After Nigel Pearson left Watford with two games of last season remaining, Sam Allardyce had to wait until Dec. 16 to replace Slaven Bilic at West Brom, one of only two top-flight managerial changes of 2020. The financial impact of COVID-19 brings the cost of sacking a manager into sharper focus. Equally, the lack of training ground time arising from a condensed fixture list elicits more sympathy for the strugglers trying to arrest a decline.
But patience cannot last forever, not least as the price of relegation or missing out on Champions League qualification will feel even higher after a season almost entirely bereft of matchday income with fans banned from stadia.

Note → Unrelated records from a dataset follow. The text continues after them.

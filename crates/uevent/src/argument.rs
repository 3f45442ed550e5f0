//! Cached literal arguments of persistent listeners.

use std::sync::LazyLock;

use regex::Regex;
use serde::{Deserialize, Deserializer, Serialize, Serializer};

use crate::object::{ObjectRef, Objects};

/// Version, culture and public key qualifiers inside a type identifier.
static QUALIFIERS: LazyLock<Regex> = LazyLock::new(|| {
    Regex::new(r", (?:Version=\d+\.\d+\.\d+\.\d+|Culture=\w+|PublicKeyToken=\w+)")
        .expect("qualifier pattern is valid")
});

/// Strip version, culture and public key qualifiers from a type identifier.
///
/// `"game::Door, game, Version=1.0.0.0, Culture=neutral"` becomes
/// `"game::Door, game"`. Only the qualifier itself is removed, so nested
/// generic arguments keep their brackets. Applying it twice yields the same
/// string as once.
#[must_use]
pub fn tidy_type_name(name: &str) -> String {
    QUALIFIERS.replace_all(name, "").into_owned()
}

pub(crate) fn serialize_tidy<S: Serializer>(name: &str, serializer: S) -> Result<S::Ok, S::Error> {
    tidy_type_name(name).serialize(serializer)
}

pub(crate) fn deserialize_tidy<'de, D: Deserializer<'de>>(deserializer: D) -> Result<String, D::Error> {
    let name = String::deserialize(deserializer)?;
    Ok(tidy_type_name(&name))
}

/// One literal argument of each kind.
///
/// Only the slot matching the owning call's mode is meaningful.
#[derive(Debug, Clone, Default, PartialEq, Serialize, Deserialize)]
#[serde(default)]
pub struct ArgumentCache {
    #[serde(rename = "m_ObjectArgument")]
    object_argument: ObjectRef,
    #[serde(
        rename = "m_ObjectArgumentAssemblyTypeName",
        serialize_with = "serialize_tidy",
        deserialize_with = "deserialize_tidy"
    )]
    object_argument_type_name: String,
    #[serde(rename = "m_IntArgument")]
    int_argument: i32,
    #[serde(rename = "m_FloatArgument")]
    float_argument: f32,
    #[serde(rename = "m_StringArgument")]
    string_argument: String,
    #[serde(rename = "m_BoolArgument")]
    bool_argument: bool,
}

impl ArgumentCache {
    #[must_use]
    pub fn new() -> Self {
        Self::default()
    }

    #[must_use]
    pub fn object_argument(&self) -> &ObjectRef {
        &self.object_argument
    }

    /// Set the object slot and record the object's qualified type.
    ///
    /// The type identifier is cleared if the reference is null or dead.
    pub fn set_object_argument(&mut self, argument: ObjectRef) {
        self.object_argument_type_name = argument
            .get()
            .map(|instance| tidy_type_name(instance.qualified_type_name()))
            .unwrap_or_default();
        self.object_argument = argument;
    }

    /// Tidied qualified type of the object slot, empty if none.
    #[must_use]
    pub fn object_argument_type_name(&self) -> &str {
        &self.object_argument_type_name
    }

    #[must_use]
    pub fn int_argument(&self) -> i32 {
        self.int_argument
    }

    pub fn set_int_argument(&mut self, value: i32) {
        self.int_argument = value;
    }

    #[must_use]
    pub fn float_argument(&self) -> f32 {
        self.float_argument
    }

    pub fn set_float_argument(&mut self, value: f32) {
        self.float_argument = value;
    }

    #[must_use]
    pub fn string_argument(&self) -> &str {
        &self.string_argument
    }

    pub fn set_string_argument(&mut self, value: impl Into<String>) {
        self.string_argument = value.into();
    }

    #[must_use]
    pub fn bool_argument(&self) -> bool {
        self.bool_argument
    }

    pub fn set_bool_argument(&mut self, value: bool) {
        self.bool_argument = value;
    }

    pub(crate) fn relink(&mut self, objects: &Objects) {
        objects.relink(&mut self.object_argument);
    }
}
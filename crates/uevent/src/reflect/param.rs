//! Parameter type descriptors used for signature matching.

use core::any::TypeId;
use core::fmt;

use crate::object::ObjectRef;
use crate::reflect::ObjectType;

/// Coarse classification of a parameter type.
#[derive(Debug, Clone, Copy, PartialEq, Eq, Hash)]
pub enum ParamKind {
    /// Scalar primitives: `bool`, `char`, integers and floats.
    Primitive,
    /// Any other by-value type (`String`, user structs, ...).
    Value,
    /// A reference to a host object.
    Object,
}

/// Descriptor of a single method or event parameter.
#[derive(Clone, Copy, PartialEq, Eq, Hash)]
pub struct ParamType {
    kind: ParamKind,
    type_id: TypeId,
    name: &'static str,
}

impl ParamType {
    /// Descriptor for a Rust value type.
    ///
    /// [`ObjectRef`] maps to the base object type; everything else is a
    /// primitive or value type depending on [`is_primitive_type`].
    #[must_use]
    pub fn of<T: 'static>() -> Self {
        let type_id = TypeId::of::<T>();
        if type_id == TypeId::of::<ObjectRef>() {
            return Self::base_object();
        }

        let kind = if is_primitive_type(type_id) {
            ParamKind::Primitive
        } else {
            ParamKind::Value
        };

        Self {
            kind,
            type_id,
            name: short_name(core::any::type_name::<T>()),
        }
    }

    /// The base object type every host object is assignable to.
    #[must_use]
    pub fn base_object() -> Self {
        Self {
            kind: ParamKind::Object,
            type_id: TypeId::of::<ObjectRef>(),
            name: "Object",
        }
    }

    /// Reference to a specific host object type.
    #[must_use]
    pub fn object_of<T: ObjectType>() -> Self {
        Self::object(TypeId::of::<T>(), T::type_name())
    }

    /// Reference to a host object type known only by id and name.
    #[must_use]
    pub const fn object(type_id: TypeId, name: &'static str) -> Self {
        Self {
            kind: ParamKind::Object,
            type_id,
            name,
        }
    }

    #[must_use]
    pub const fn kind(&self) -> ParamKind {
        self.kind
    }

    #[must_use]
    pub const fn type_id(&self) -> TypeId {
        self.type_id
    }

    #[must_use]
    pub const fn name(&self) -> &'static str {
        self.name
    }

    #[must_use]
    pub fn is_primitive(&self) -> bool {
        self.kind == ParamKind::Primitive
    }

    #[must_use]
    pub fn is_object(&self) -> bool {
        self.kind == ParamKind::Object
    }

    #[must_use]
    pub fn is_base_object(&self) -> bool {
        self.is_object() && self.type_id == TypeId::of::<ObjectRef>()
    }
}

impl fmt::Debug for ParamType {
    fn fmt(&self, f: &mut fmt::Formatter<'_>) -> fmt::Result {
        write!(f, "{:?}({})", self.kind, self.name)
    }
}

impl fmt::Display for ParamType {
    fn fmt(&self, f: &mut fmt::Formatter<'_>) -> fmt::Result {
        f.write_str(self.name)
    }
}

/// Whether a type is one of the scalar primitives.
///
/// `String` is not primitive: a `String` parameter never
/// matches a numeric request.
#[must_use]
pub fn is_primitive_type(type_id: TypeId) -> bool {
    [
        TypeId::of::<bool>(),
        TypeId::of::<char>(),
        TypeId::of::<i8>(),
        TypeId::of::<i16>(),
        TypeId::of::<i32>(),
        TypeId::of::<i64>(),
        TypeId::of::<isize>(),
        TypeId::of::<u8>(),
        TypeId::of::<u16>(),
        TypeId::of::<u32>(),
        TypeId::of::<u64>(),
        TypeId::of::<usize>(),
        TypeId::of::<f32>(),
        TypeId::of::<f64>(),
    ]
    .contains(&type_id)
}

pub(crate) fn short_name(full: &'static str) -> &'static str {
    // Leave generic paths alone, their last segment is not a name.
    if full.contains('<') {
        return full;
    }
    full.rsplit("::").next().unwrap_or(full)
}

/// `path::Type, crate` identifier for a full type name.
pub(crate) fn qualified_name(full: &str) -> String {
    let krate = full.split("::").next().unwrap_or(full);
    format!("{full}, {krate}")
}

So who could be next in line for the chop?
On the hottest seat
Neither Sheffield United nor Arsenal want to sack managers who exceeded expectations last season, but Chris Wilder and Mikel Arteta cannot continue in their respective ruts for much longer.
Wilder is second-favourite to be sacked by most bookmakers, but the threat of relegation is very real: two points from their opening 14 games is the worst start in English top-flight history. They are already 10 points adrift of safety but would be loathe to sack the man who brought his club back to the Premier League. Arteta won the FA Cup last season and was promoted from head coach to manager in September. His odds consequently look a little short given the internal recognition of the magnitude of the task, but lose to Chelsea, Brighton and West Brom over the festive period and Arsenal could be in the bottom three.
Under threat with more bad results
Steve Bruce saw his demise as Newcastle United manager foretold in the summer when it appeared a Saudi-backed takeover would go ahead. Guiding them to 12th feels a success given that context, but the Magpies’ football is largely terrible and the fans remain unconvinced. Graham Potter was charged with the responsibility of implementing a better style at Brighton & Hove Albion but they have won just two League games all season.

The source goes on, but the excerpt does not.